A sliver in his voice, that was never there, was it?
and listening, she heard it again,
and she looked at dad, and in his eyes, he wasn't there.
his body, his face, his smile, but his eyes weren't there.
And the little girl ignored it.
But daddy was in pain for months. Didn't tell a soul.
and when that sliver in voice kept going, mom forced him to go to the doctor.
But the sliver wasn't it, there was blood, daddy was coughing blood.
And so the doctor diagnosed it as bronchitis.
But it was deeper than that, it was the big C,
and the little girl knew that daddy saw it coming
his smoking tripled
and he got a recorder so as to record what he was thinking
and there was that night, at her aunts, everyone in the kitchen,
the little girl heard it from a distance,
cancer,
but she wanted to be wrong, so bad.  
She gets in the car with her mom, and receives the news,
but upon seeing her mother crying, doesn't know what to do.
She was supposed to be strong for her mother, everyone expected that of her,
but everyone also expected her to be fragile, and wanted her to cry more than anyone about her dad.
But the conflicting emotions resulted in the girl, not so little anymore, to grow up.
To shut off all human emotion, to be a walking robot. To never cry, never feel.
That made everything pile up in her head.
Daddy had cancer.
Daddy was doing Radiology treatments.
Daddy's treatments were failing.
Daddy was getting skinnier.
Daddy was doing Chemo.
Daddy was trying to **** himself.
Daddy was in and out of the hospital.
Daddy wanted her there.
Daddy needed her there.
Daddy cried in front of her and asked, "Why don't you love me anymore?" because she showed her disinterest in tying his shoes for him since he couldnt.  
But there's nothing more terrifying, than seeing someone one genuinely cares about in the hospital.
Than being afraid to break the person one loves in half with just a hug.
Daddy was dying, and daddy wouldn't talk all day until she got home, even if it was just a hey and a smile.
To this day, she'd love to say now that she would go back, and do it all differently, show that she loved him, not that she was disgusted in what he'd become, but  she knows herself, and she'd shut herself down again in a heartbeat.  
Daddy died of three types of cancer,
and the little girl got the attention she'd longed for, but in the form of pity.
But she hated pity.
She stopped doing anything.
Couldn't go out with friends,  secluded herself in her mind.
Until she found a way to be herself and get attention, and became someone new.
Then someone else.
Then someone else.
And then the girl was no longer herself, she was someone who made an impact on people.
Someone who people were attracted to,
Someone who had friends,
Someone who had company who couldn't physically show her pity,
company that satisfied her romantic desires, and company that was there when she was down,
and who she could manipulate to her desire, to understand men and women on a deeper level.

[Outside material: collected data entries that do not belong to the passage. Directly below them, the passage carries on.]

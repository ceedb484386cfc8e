use anyhow::{Context, Result};
use serde::Serialize;

use geotoolkit_core::formats::read_feature_collection;
use geotoolkit_core::geo::nearest_in_collection;
use geotoolkit_core::models::Geometry;

use crate::cli::NearestArgs;
use crate::commands::load_geometry_arg;
use crate::output::OutputWriter;

#[derive(Serialize)]
struct NearestReport {
    position: usize,
    distance: f64,
    geometry: Geometry,
}

pub fn execute(args: NearestArgs, output: &OutputWriter) -> Result<()> {
    let dataset = read_feature_collection(&args.input)
        .with_context(|| format!("reading {}", args.input.display()))?;
    let query = load_geometry_arg(&args.query)?;

    match nearest_in_collection(&query, &dataset.collection, !args.brute_force)? {
        Some(found) => {
            output.kv("distance", format!("{:.6}", found.distance));
            output.result(&NearestReport {
                position: found.position,
                distance: found.distance,
                geometry: found.geometry,
            })?;
        }
        None => {
            output.kv("distance", "none (empty collection)");
        }
    }
    Ok(())
}
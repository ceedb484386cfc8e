//! Exchange-format adapters.

pub mod geojson;

pub use geojson::{read_feature_collection, write_feature_collection, GeoJsonDataset};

And that sweet, playful, little girl, was a monster.
Divided in two, she emoted on a fake half of her, a half that wasn't her, a fake story personified,
what was left of that little girl was skinned, and buried in dirt.
So when the girl had had enough damage inflicted on the sane, but fake side of her,
and was unhappy regardless of who she was that day,  at that hour,
she would tell herself it was over, it was time, this should have ended a long time ago,
and her skinned corpse of a soul was trying to crawl out of its grave,
pulled back by the dark cloud it became, and buried again with the fake's love,
because that side of her, with skim, but human emotion,
couldn't bear to hurt people it'd already done enough damage to.
So one day, when she was found out, by best friend and an ex, it was a sigh of relief,
just to feel the air on that hand, reaching up to get out of her grave.
But she didn't know that what followed was losing half the people she loved,
most being the ones she loved most, the most active in her life at the given moment,
And even then, with the remaining few, she felt too awkward in that situation,
too conflicted, that she once again, turned off her emotions.
And now, what's left?
A broken little girl, in a big, damaged carcass, freezing in mud, staring down at her own grave, unable to find her skin.